一部主要国の可処分所得の実情をさぐる
可処分所得の最大値はアメリカ合衆国の4.66万ドル
収入のうち非消費支出を除いた、自分自身が自由に使えるお金を可処分所得(※)と呼ぶ。豊かさの指標の一つだが、この過去からの推移と現状をOECD(経済協力開発機構)の公開データベース「Household accounts」から確認する。
まずは欧州地域からはイギリス、スウェーデン、スペイン、フランス、ドイツ、イタリア、ギリシャ、ロシアを、それ以外からは日本、韓国、カナダ、アメリカ合衆国、メキシコを選び、最新値(2016年分。無い国は2015年以前の分でもっとも新しい値)を取得した結果が次のグラフ。なお単位はグラフ中にある通り米ドル。あくまでも他国との平均のために換算したもので、為替レートによって多分に変動することを考慮に入れる必要がある。

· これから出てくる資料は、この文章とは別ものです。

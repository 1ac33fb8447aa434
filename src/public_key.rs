// -*- mode: rust; -*-
//
// This file is part of pairing-tss.
// See LICENSE for licensing information.

use std::convert::TryFrom;

use crate::algebra::GroupElement;
use crate::{Error, PairingPrivateKey, SignatureSchema};

/// A pairing public key: a point of the schema's public key group.
///
/// Ledger ids, public shares and TSS encryption keys are all public keys.
#[derive(Clone, Debug, PartialEq, Eq, Hash)]
#[cfg_attr(feature = "serde", derive(serde::Serialize, serde::Deserialize))]
#[cfg_attr(feature = "serde", serde(try_from = "SerdeHelper"))]
#[cfg_attr(feature = "serde", serde(into = "SerdeHelper"))]
pub struct PairingPublicKey {
    schema: SignatureSchema,
    key_element: GroupElement,
}

impl PairingPublicKey {
    /// The public key of `sk`: the public key group's generator times the
    /// secret.
    pub fn create(sk: &PairingPrivateKey) -> Result<PairingPublicKey, Error> {
        let schema = sk.schema();
        let key_element = schema
            .public_key_group()?
            .generator()?
            .multiply(sk.secret_element())?;
        Ok(PairingPublicKey {
            schema,
            key_element,
        })
    }

    /// Wraps a point, which must belong to the schema's public key group.
    pub fn from_element(
        schema: SignatureSchema,
        key_element: GroupElement,
    ) -> Result<PairingPublicKey, Error> {
        if key_element.group() != &schema.public_key_group()? {
            return Err(Error::GroupMismatch);
        }
        Ok(PairingPublicKey {
            schema,
            key_element,
        })
    }

    /// The schema this key belongs to.
    pub fn schema(&self) -> SignatureSchema {
        self.schema
    }

    /// The public key point.
    pub fn key_element(&self) -> &GroupElement {
        &self.key_element
    }

    /// `[schema id byte] ++ compressed point`
    pub fn to_bytes(&self) -> Vec<u8> {
        let mut bytes = Vec::with_capacity(1 + self.key_element.as_bytes().len());
        bytes.push(self.schema.id_byte());
        bytes.extend_from_slice(self.key_element.as_bytes());
        bytes
    }

    /// Parses the output of [`PairingPublicKey::to_bytes`].
    pub fn from_bytes(bytes: &[u8]) -> Result<PairingPublicKey, Error> {
        let (id_byte, element) = bytes.split_first().ok_or(Error::MalformedPublicKey)?;
        let schema = SignatureSchema::from_id_byte(*id_byte);
        let group = schema.public_key_group()?;
        if element.len() != group.element_size() {
            return Err(Error::MalformedPublicKey);
        }
        Ok(PairingPublicKey {
            schema,
            key_element: group.element_from_bytes(element)?,
        })
    }
}

#[cfg_attr(feature = "serde", derive(serde::Serialize, serde::Deserialize))]
struct SerdeHelper(Vec<u8>);

impl TryFrom<SerdeHelper> for PairingPublicKey {
    type Error = Error;

    fn try_from(helper: SerdeHelper) -> Result<Self, Self::Error> {
        PairingPublicKey::from_bytes(&helper.0)
    }
}

impl From<PairingPublicKey> for SerdeHelper {
    fn from(pk: PairingPublicKey) -> Self {
        Self(pk.to_bytes())
    }
}

#[cfg(test)]
mod tests {
    use rand::thread_rng;

    use super::*;
    use crate::algebra::Curve;
    use crate::schema::GroupAssignment;

    #[test]
    fn key_sizes_follow_the_assignment() {
        let mut rng = thread_rng();
        let in_g2 = SignatureSchema::create(Curve::BLS12_381, GroupAssignment::SigInG1);
        let in_g1 = SignatureSchema::create(Curve::BLS12_381, GroupAssignment::SigInG2);

        let sk = PairingPrivateKey::create(in_g2, &mut rng).unwrap();
        assert_eq!(PairingPublicKey::create(&sk).unwrap().to_bytes().len(), 97);

        let sk = PairingPrivateKey::create(in_g1, &mut rng).unwrap();
        assert_eq!(PairingPublicKey::create(&sk).unwrap().to_bytes().len(), 49);
    }

    #[test]
    fn points_off_the_curve_are_rejected() {
        let mut bytes = vec![0u8];
        bytes.extend_from_slice(&[0x42; 96]);
        assert_eq!(
            PairingPublicKey::from_bytes(&bytes).err().expect("an error"),
            Error::NotInCurve
        );
    }

    #[test]
    fn element_from_the_wrong_group_is_rejected() {
        let schema = SignatureSchema::DEFAULT;
        let g1 = schema.signature_group().unwrap().generator().unwrap();
        assert_eq!(
            PairingPublicKey::from_element(schema, g1)
                .err()
                .expect("an error"),
            Error::GroupMismatch
        );
    }
}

今回選択した諸国の中では、アメリカ合衆国がトップで4.66万ドル。収入ではなく可処分所得であることに注意。同国の馬力をうかがえる数字ではある。次いでヨーロッパ方面ではもっとも高い値を示すドイツ、フランス、スウェーデン、再び北米に戻ってカナダ、さらにもう一度ヨーロッパに戻ってイギリスと続く。日本はイギリスの次で3.04万ドル。日本は2015年時点の値なので、為替レートが円安に動いた現状では、もう少し低い値になるはず。

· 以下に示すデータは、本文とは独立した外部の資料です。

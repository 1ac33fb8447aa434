// -*- mode: rust; -*-
//
// This file is part of pairing-tss.
// See LICENSE for licensing information.

use std::convert::TryFrom;
use std::fmt;

use rand_core::{CryptoRng, RngCore};
use zeroize::Zeroize;

use crate::algebra::FieldElement;
use crate::{Error, PairingSignature, SignatureSchema};

/// A pairing private key: a secret scalar tagged with its schema.
///
/// The secret is wiped when the key is dropped and never shows up in `Debug`
/// output.
#[derive(Clone, PartialEq, Eq)]
#[cfg_attr(feature = "serde", derive(serde::Serialize, serde::Deserialize))]
#[cfg_attr(feature = "serde", serde(try_from = "SerdeHelper"))]
#[cfg_attr(feature = "serde", serde(into = "SerdeHelper"))]
pub struct PairingPrivateKey {
    schema: SignatureSchema,
    secret_element: FieldElement,
}

impl PairingPrivateKey {
    /// Generate a new private key for `schema`.
    pub fn create<R: RngCore + CryptoRng>(
        schema: SignatureSchema,
        rng: &mut R,
    ) -> Result<PairingPrivateKey, Error> {
        let secret_element = schema.field()?.random_element(rng)?;
        Ok(PairingPrivateKey {
            schema,
            secret_element,
        })
    }

    /// Wraps an existing scalar, which must belong to the schema's field.
    pub fn from_element(
        schema: SignatureSchema,
        secret_element: FieldElement,
    ) -> Result<PairingPrivateKey, Error> {
        if secret_element.field().curve_id() != schema.curve().id() {
            return Err(Error::CurveMismatch);
        }
        Ok(PairingPrivateKey {
            schema,
            secret_element,
        })
    }

    /// The schema this key belongs to.
    pub fn schema(&self) -> SignatureSchema {
        self.schema
    }

    pub(crate) fn secret_element(&self) -> &FieldElement {
        &self.secret_element
    }

    /// Create a signature on `msg`: the message hashed into the signature
    /// group, multiplied by the secret.
    pub fn sign(&self, msg: &[u8]) -> Result<PairingSignature, Error> {
        let hashed = self.schema.signature_group()?.element_from_hash(msg)?;
        let signature_element = hashed.multiply(&self.secret_element)?;
        PairingSignature::from_element(self.schema, signature_element)
    }

    /// `[schema id byte] ++ secret scalar`
    pub fn to_bytes(&self) -> Vec<u8> {
        let mut bytes = Vec::with_capacity(1 + self.secret_element.as_bytes().len());
        bytes.push(self.schema.id_byte());
        bytes.extend_from_slice(self.secret_element.as_bytes());
        bytes
    }

    /// Parses the output of [`PairingPrivateKey::to_bytes`].
    pub fn from_bytes(bytes: &[u8]) -> Result<PairingPrivateKey, Error> {
        let (id_byte, element) = bytes.split_first().ok_or(Error::MalformedPrivateKey)?;
        let schema = SignatureSchema::from_id_byte(*id_byte);
        let field = schema.field()?;
        if element.len() != field.element_size() {
            return Err(Error::MalformedPrivateKey);
        }
        Ok(PairingPrivateKey {
            schema,
            secret_element: field.element_from_bytes(element)?,
        })
    }
}

impl fmt::Debug for PairingPrivateKey {
    fn fmt(&self, f: &mut fmt::Formatter<'_>) -> fmt::Result {
        f.debug_struct("PairingPrivateKey")
            .field("schema", &self.schema)
            .field("secret_element", &"<redacted>")
            .finish()
    }
}

impl Drop for PairingPrivateKey {
    fn drop(&mut self) {
        self.secret_element.zeroize();
    }
}

#[cfg_attr(feature = "serde", derive(serde::Serialize, serde::Deserialize))]
struct SerdeHelper(Vec<u8>);

impl TryFrom<SerdeHelper> for PairingPrivateKey {
    type Error = Error;

    fn try_from(helper: SerdeHelper) -> Result<Self, Self::Error> {
        PairingPrivateKey::from_bytes(&helper.0)
    }
}

impl From<PairingPrivateKey> for SerdeHelper {
    fn from(sk: PairingPrivateKey) -> Self {
        Self(sk.to_bytes())
    }
}

#[cfg(test)]
mod tests {
    use rand::thread_rng;

    use super::*;

    #[test]
    fn debug_output_hides_the_secret() {
        let sk = PairingPrivateKey::create(SignatureSchema::DEFAULT, &mut thread_rng()).unwrap();
        let secret = hex::encode(sk.secret_element().as_bytes());
        let debug = format!("{:?}", sk);
        assert!(!debug.contains(&secret));
        assert!(debug.contains("redacted"));
    }

    #[test]
    fn truncated_encodings_are_rejected() {
        let sk = PairingPrivateKey::create(SignatureSchema::DEFAULT, &mut thread_rng()).unwrap();
        let bytes = sk.to_bytes();
        assert_eq!(bytes.len(), 33);

        assert_eq!(
            PairingPrivateKey::from_bytes(&[]).err().expect("an error"),
            Error::MalformedPrivateKey
        );
        assert_eq!(
            PairingPrivateKey::from_bytes(&bytes[..32])
                .err()
                .expect("an error"),
            Error::MalformedPrivateKey
        );
    }

    #[test]
    fn unknown_curve_is_rejected() {
        let mut bytes = vec![0x05];
        bytes.extend_from_slice(&[0u8; 32]);
        assert_eq!(
            PairingPrivateKey::from_bytes(&bytes).err().expect("an error"),
            Error::UnsupportedCurve(5)
        );
    }
}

今値について、取得可能な限り過去にさかのぼって、その推移を見たのが次のグラフ。国によっては今世紀以降しか無い場合もあり、折れ線が一様の長さを示していない。また繰り返しになるが、あくまでも米ドル換算の結果で、各年・各国の対米ドル為替レートによる変動も多分にあることを考慮しておく必要がある。
アメリカ合衆国が群を抜いて可処分所得が高いことが改めて分かる。次いで高い値を示し続けているのはドイツやフランス。日本は中庸のポジションを維持し続けている。
大よその国では右肩上がりを示しているが、気になるのは大きく上昇していたロシア、そして今回確認した国の中では唯一失速、右肩下がりに転じているギリシャ。両国のここ数年の経済状況を容易に想起させる動きとなっている。また横ばいを維持しているスペイン、イタリアも、数年前までの欧州債務危機ではよく名前が挙がった国で、それぞれの国で施策として行われた財政緊縮政策が、国民生活にはプラスとならなかったことがうかがえる(スペインはここ数年、ようやく上向きを示し始めているが)。特にギリシャの下げ方は、失業率の高さも合わせると、一般市民の生活の大変さが容易に想像できる。プライマリーバランスの調整を強要すると、国が不幸になる場合もあり得るとの好例ではある。
過去からの増加分で見ると
可処分所得が家計の良し悪しを推し量る指標のすべてでは無く、また米ドル換算なので為替レートの問題や、それぞれの国の物価・インフレ率も考慮する必要があるのだが、一つの指標として、前世紀末の1999年からの伸び率を算出する。
基準年次第ではあるが、1999年を基準とした場合、もっとも高い成長率を示しているのはスウェーデンで、1.88倍。可処分所得が10年強で2倍近くに増加した計算になる。次いで韓国、アメリカ合衆国、イギリスと続き、日本はその次。ギリシャは欧州債務危機で同じく名前を挙げられているイタリアやスペインと比較すると、やはり低めの値に留まっている。
今件可処分所得は各国の一般世帯におけるお財布事情を知る上では、貴重な値となる。他国情勢を知って自分の懐が潤うわけではないが、何かのきっかけで参照値として用いられた際、その実態を確認する上で役立つに違いない。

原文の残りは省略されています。